* * * * (out of five)
Gustav Möller’s police thriller The Guilty is a must-see: an hour and twenty-five minutes of lean gripping cinematic heaven. The razor-tight, superbly plotted, intricate and surprising screenplay, by Möller and Emil Nygaard Albertsen, hurls us into a terrifically difficult situation, then challenges every aspect of our response. It’s very, very clever.
Asger Holm (Jakob Cedergren) is a Copenhagen cop assigned, not necessarily happily, to night duty on the alarm dispatch line. There are issues at play with Asger, not entirely understood by us, perhaps not even by him. After deftly setting up his precarious situation and state of mind, Möller lets the telephone ring and Asger take an emergency call. He then deals with it, in real time, as our jaws clench, our guts twist, and our fists grip ever tighter on our armrests.

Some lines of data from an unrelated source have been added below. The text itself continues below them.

use axum::{
    Extension, Json,
    extract::{Query, State},
};
use axum_extra::extract::WithRejection;

use huddle_types::api::{Claims, UserListResponse, UserSearchQuery};

use crate::error::{ApiError, ApiResult, blocking};
use crate::state::AppState;

pub async fn list_users(
    State(state): State<AppState>,
    Extension(_claims): Extension<Claims>,
) -> ApiResult<Json<UserListResponse>> {
    let rows = blocking(&state, |db| db.list_users()).await?;
    Ok(Json(UserListResponse {
        users: rows.into_iter().map(Into::into).collect(),
    }))
}

/// Case-insensitive username search that never returns the caller.
pub async fn search_users(
    State(state): State<AppState>,
    Extension(claims): Extension<Claims>,
    WithRejection(Query(query), _): WithRejection<Query<UserSearchQuery>, ApiError>,
) -> ApiResult<Json<UserListResponse>> {
    let requester = claims.sub.to_string();
    let rows = blocking(&state, move |db| db.search_users(&requester, &query.username)).await?;
    Ok(Json(UserListResponse {
        users: rows.into_iter().map(Into::into).collect(),
    }))
}
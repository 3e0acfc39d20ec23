use anyhow::Result;
use rusqlite::Connection;
use tracing::info;

pub fn run(conn: &Connection) -> Result<()> {
    conn.execute_batch("CREATE TABLE IF NOT EXISTS schema_version (version INTEGER NOT NULL);")?;

    let version: i64 =
        conn.query_row("SELECT COALESCE(MAX(version), 0) FROM schema_version", [], |r| r.get(0))?;

    if version < 1 {
        info!("Running migration v1 (social graph + group messages)");
        conn.execute_batch(
            "
            BEGIN;

            CREATE TABLE users (
                id          TEXT PRIMARY KEY,
                username    TEXT NOT NULL UNIQUE,
                password    TEXT NOT NULL,
                created_at  TEXT NOT NULL DEFAULT (strftime('%Y-%m-%dT%H:%M:%fZ', 'now'))
            );

            CREATE TABLE friend_requests (
                id          TEXT PRIMARY KEY,
                sender_id   TEXT NOT NULL REFERENCES users(id),
                receiver_id TEXT NOT NULL REFERENCES users(id),
                status      TEXT NOT NULL CHECK (status IN ('pending', 'accepted', 'rejected')),
                created_at  TEXT NOT NULL DEFAULT (strftime('%Y-%m-%dT%H:%M:%fZ', 'now')),
                updated_at  TEXT NOT NULL DEFAULT (strftime('%Y-%m-%dT%H:%M:%fZ', 'now')),
                CHECK (sender_id <> receiver_id)
            );

            -- One live (pending or rejected) request per ordered pair.
            -- Accepted rows are history and may repeat after an unfriend.
            CREATE UNIQUE INDEX idx_friend_requests_active
                ON friend_requests(sender_id, receiver_id)
                WHERE status <> 'accepted';

            CREATE INDEX idx_friend_requests_receiver
                ON friend_requests(receiver_id, status);

            CREATE TABLE friendships (
                user_id     TEXT NOT NULL REFERENCES users(id),
                friend_id   TEXT NOT NULL REFERENCES users(id),
                created_at  TEXT NOT NULL DEFAULT (strftime('%Y-%m-%dT%H:%M:%fZ', 'now')),
                PRIMARY KEY (user_id, friend_id),
                CHECK (user_id <> friend_id)
            );

            CREATE TABLE chat_groups (
                id          TEXT PRIMARY KEY,
                name        TEXT NOT NULL CHECK (length(trim(name)) > 0),
                description TEXT NOT NULL DEFAULT '',
                creator_id  TEXT NOT NULL REFERENCES users(id),
                created_at  TEXT NOT NULL DEFAULT (strftime('%Y-%m-%dT%H:%M:%fZ', 'now')),
                updated_at  TEXT NOT NULL DEFAULT (strftime('%Y-%m-%dT%H:%M:%fZ', 'now'))
            );

            CREATE TABLE group_members (
                group_id    TEXT NOT NULL REFERENCES chat_groups(id),
                user_id     TEXT NOT NULL REFERENCES users(id),
                role        TEXT NOT NULL CHECK (role IN ('admin', 'member')),
                joined_at   TEXT NOT NULL DEFAULT (strftime('%Y-%m-%dT%H:%M:%fZ', 'now')),
                PRIMARY KEY (group_id, user_id)
            );

            CREATE INDEX idx_group_members_user
                ON group_members(user_id);

            -- AUTOINCREMENT: ids are never reused, so they stay valid cursors
            CREATE TABLE group_messages (
                id              INTEGER PRIMARY KEY AUTOINCREMENT,
                group_id        TEXT NOT NULL REFERENCES chat_groups(id),
                sender_id       TEXT NOT NULL REFERENCES users(id),
                content         TEXT NOT NULL,
                message_type    TEXT NOT NULL DEFAULT 'text',
                created_at      TEXT NOT NULL DEFAULT (strftime('%Y-%m-%dT%H:%M:%fZ', 'now'))
            );

            CREATE INDEX idx_group_messages_group
                ON group_messages(group_id, id);

            -- Owner of the lobby; the password is not a valid argon2 hash
            INSERT INTO users (id, username, password)
                VALUES ('00000000-0000-0000-0000-000000000002', 'system', '!');

            -- Archive scope for gateway chat
            INSERT INTO chat_groups (id, name, description, creator_id)
                VALUES ('00000000-0000-0000-0000-000000000001', 'lobby',
                        'Archive of gateway chat', '00000000-0000-0000-0000-000000000002');

            INSERT INTO schema_version (version) VALUES (1);

            COMMIT;
            ",
        )?;
    }

    info!("Database migrations complete");
    Ok(())
}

Like Steven Knight’s masterful Locke (2014), this is almost a single-location, single-actor film; there are the voice actors on the phone (all excellent) and some minor other characters, but the bulk of the screen time is spent on Cedergren’s face. A lot is resting on his performance, but he’s magnificent. Möller moves the camera around the single police station location enough to dispel any “staginess” while adhering to a worthy self-imposed discipline. It’s an intense, thoroughly well constructed ride.
I saw this as my final film at the 2018 Sydney Film Festival, with an audience of 2,000. It felt like we were all at the end of a long slog of film-going, ready, frankly, for the festival to be over, and perhaps didn’t know too much about what we were about to see. As the film played, I could feel it grip this jaded audience with an iron fist; gasps at the script’s magnificent twists and turns were audible throughout the vast theatre. As the final credits rolled, we all sat, stunned and silent. A man on a telephone had faced a dilemma, and through him, so had we all.